Search for the word "success" in the entries. Each line that holds it should be copied.

BEGIN

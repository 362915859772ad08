use axum::{
    Extension, Json, Router,
    extract::{Path, Query, State},
    middleware::from_fn_with_state,
    response::Json as ResponseJson,
    routing::{delete, get},
};
use db::{
    DbPool,
    models::{
        project::{
            AddDependency, CreateProject, Project, ProjectBrief, ProjectChanges, ProjectFilter,
            ProjectWithRelations, UpdateProject,
        },
        project_type::ProjectType,
        task::Task,
        theme::Theme,
    },
};
use deployment::Deployment;
use serde::Deserialize;
use serde_json::Value;
use services::services::{
    custom_fields::validate_custom_data, validation::require_non_blank, workflow::Workflow,
};
use utils::{
    pagination::Paginated,
    response::{ApiResponse, MessageResponse},
};

use crate::{
    DeploymentImpl, error::ApiError, middleware::load_project_middleware, routes::resolve_page,
};

#[derive(Debug, Deserialize)]
pub struct ProjectQuery {
    pub theme_id: Option<i64>,
    pub project_type_id: Option<i64>,
    pub status: Option<String>,
    pub page: Option<u64>,
    pub page_size: Option<u64>,
}

async fn ensure_theme_exists(pool: &DbPool, theme_id: i64) -> Result<(), ApiError> {
    if Theme::exists(pool, theme_id).await? {
        Ok(())
    } else {
        Err(ApiError::BadRequest("Theme not found".to_string()))
    }
}

pub async fn list_projects(
    State(deployment): State<DeploymentImpl>,
    Query(query): Query<ProjectQuery>,
) -> Result<ResponseJson<ApiResponse<Paginated<Project>>>, ApiError> {
    let page = resolve_page(&deployment, query.page, query.page_size)?;
    let filter = ProjectFilter {
        theme_id: query.theme_id,
        project_type_id: query.project_type_id,
        status: query.status,
    };
    let (projects, total) = Project::list(&deployment.db().pool, &filter, page).await?;
    Ok(ResponseJson(ApiResponse::success(Paginated::new(
        projects, total, page,
    ))))
}

pub async fn create_project(
    State(deployment): State<DeploymentImpl>,
    Json(payload): Json<CreateProject>,
) -> Result<ResponseJson<ApiResponse<Project>>, ApiError> {
    require_non_blank("Title", &payload.title)?;
    let pool = &deployment.db().pool;

    let project_type = ProjectType::find_by_id(pool, payload.project_type_id)
        .await?
        .ok_or_else(|| ApiError::BadRequest("Project type not found".to_string()))?;
    if let Some(theme_id) = payload.theme_id {
        ensure_theme_exists(pool, theme_id).await?;
    }
    let custom_data = validate_custom_data(&project_type.fields, &payload.custom_data)?;
    let workflow = Workflow::from_stored(&project_type.workflow);

    let project = Project::create(
        pool,
        &payload,
        workflow.initial_status(),
        Value::Object(custom_data),
    )
    .await?;
    tracing::info!(
        project_id = project.id,
        project_type_id = project_type.id,
        "Created project"
    );
    Ok(ResponseJson(ApiResponse::success(project)))
}

pub async fn get_project(
    State(deployment): State<DeploymentImpl>,
    Extension(project): Extension<Project>,
) -> Result<ResponseJson<ApiResponse<ProjectWithRelations>>, ApiError> {
    let pool = &deployment.db().pool;
    let theme = match project.theme_id {
        Some(theme_id) => Theme::find_by_id(pool, theme_id)
            .await?
            .map(|theme| theme.brief()),
        None => None,
    };
    let project_type = ProjectType::find_by_id(pool, project.project_type_id).await?;
    let dependencies = Project::dependencies(pool, project.id).await?;
    let dependents = Project::dependents(pool, project.id).await?;
    let tasks = Task::find_briefs_by_project(pool, project.id).await?;

    Ok(ResponseJson(ApiResponse::success(ProjectWithRelations {
        project,
        theme,
        project_type,
        dependencies,
        dependents,
        tasks,
    })))
}

pub async fn update_project(
    State(deployment): State<DeploymentImpl>,
    Extension(project): Extension<Project>,
    Json(payload): Json<UpdateProject>,
) -> Result<ResponseJson<ApiResponse<Project>>, ApiError> {
    let pool = &deployment.db().pool;
    if let Some(title) = payload.title.as_deref() {
        require_non_blank("Title", title)?;
    }
    if let Some(Some(theme_id)) = payload.theme_id {
        ensure_theme_exists(pool, theme_id).await?;
    }

    let project_type = ProjectType::find_by_id(pool, project.project_type_id)
        .await?
        .ok_or_else(|| ApiError::not_found("Project type"))?;
    if let Some(status) = payload.status.as_deref() {
        Workflow::from_stored(&project_type.workflow).ensure_contains(status)?;
    }
    let custom_data = match payload.custom_data.as_ref() {
        Some(data) => Some(Value::Object(validate_custom_data(
            &project_type.fields,
            data,
        )?)),
        None => None,
    };

    let changes = ProjectChanges {
        title: payload.title,
        description: payload.description,
        theme_id: payload.theme_id,
        status: payload.status,
        custom_data,
    };
    let updated = Project::update(pool, project.id, changes).await?;
    Ok(ResponseJson(ApiResponse::success(updated)))
}

pub async fn delete_project(
    State(deployment): State<DeploymentImpl>,
    Extension(project): Extension<Project>,
) -> Result<ResponseJson<ApiResponse<MessageResponse>>, ApiError> {
    Project::delete(&deployment.db().pool, project.id).await?;
    tracing::info!(project_id = project.id, "Deleted project");
    Ok(ResponseJson(ApiResponse::success(MessageResponse::new(
        format!("Project '{}' deleted", project.title),
    ))))
}

pub async fn list_dependencies(
    State(deployment): State<DeploymentImpl>,
    Extension(project): Extension<Project>,
) -> Result<ResponseJson<ApiResponse<Vec<ProjectBrief>>>, ApiError> {
    let dependencies = Project::dependencies(&deployment.db().pool, project.id).await?;
    Ok(ResponseJson(ApiResponse::success(dependencies)))
}

pub async fn add_dependency(
    State(deployment): State<DeploymentImpl>,
    Extension(project): Extension<Project>,
    Json(payload): Json<AddDependency>,
) -> Result<ResponseJson<ApiResponse<Vec<ProjectBrief>>>, ApiError> {
    let pool = &deployment.db().pool;
    Project::add_dependency(pool, project.id, payload.depends_on_id).await?;
    let dependencies = Project::dependencies(pool, project.id).await?;
    Ok(ResponseJson(ApiResponse::success(dependencies)))
}

pub async fn remove_dependency(
    State(deployment): State<DeploymentImpl>,
    Path((project_id, depends_on_id)): Path<(i64, i64)>,
) -> Result<ResponseJson<ApiResponse<MessageResponse>>, ApiError> {
    let removed =
        Project::remove_dependency(&deployment.db().pool, project_id, depends_on_id).await?;
    if removed == 0 {
        return Err(ApiError::not_found("Dependency"));
    }
    Ok(ResponseJson(ApiResponse::success(MessageResponse::new(
        "Dependency removed",
    ))))
}

pub fn router(deployment: &DeploymentImpl) -> Router<DeploymentImpl> {
    let project_id_router = Router::new()
        .route(
            "/",
            get(get_project).patch(update_project).delete(delete_project),
        )
        .route(
            "/dependencies",
            get(list_dependencies).post(add_dependency),
        )
        .layer(from_fn_with_state(
            deployment.clone(),
            load_project_middleware::<DeploymentImpl>,
        ));

    let inner = Router::new()
        .route("/", get(list_projects).post(create_project))
        .route(
            "/{project_id}/dependencies/{depends_on_id}",
            delete(remove_dependency),
        )
        .nest("/{project_id}", project_id_router);

    Router::new().nest("/projects", inner)
}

END

> _Task response_
    Ok(ResponseJson(ApiResponse::success(Paginated::new(
    Ok(ResponseJson(ApiResponse::success(project)))
    Ok(ResponseJson(ApiResponse::success(ProjectWithRelations {
    Ok(ResponseJson(ApiResponse::success(updated)))
    Ok(ResponseJson(ApiResponse::success(MessageResponse::new(
    Ok(ResponseJson(ApiResponse::success(dependencies)))
    Ok(ResponseJson(ApiResponse::success(dependencies)))
    Ok(ResponseJson(ApiResponse::success(MessageResponse::new(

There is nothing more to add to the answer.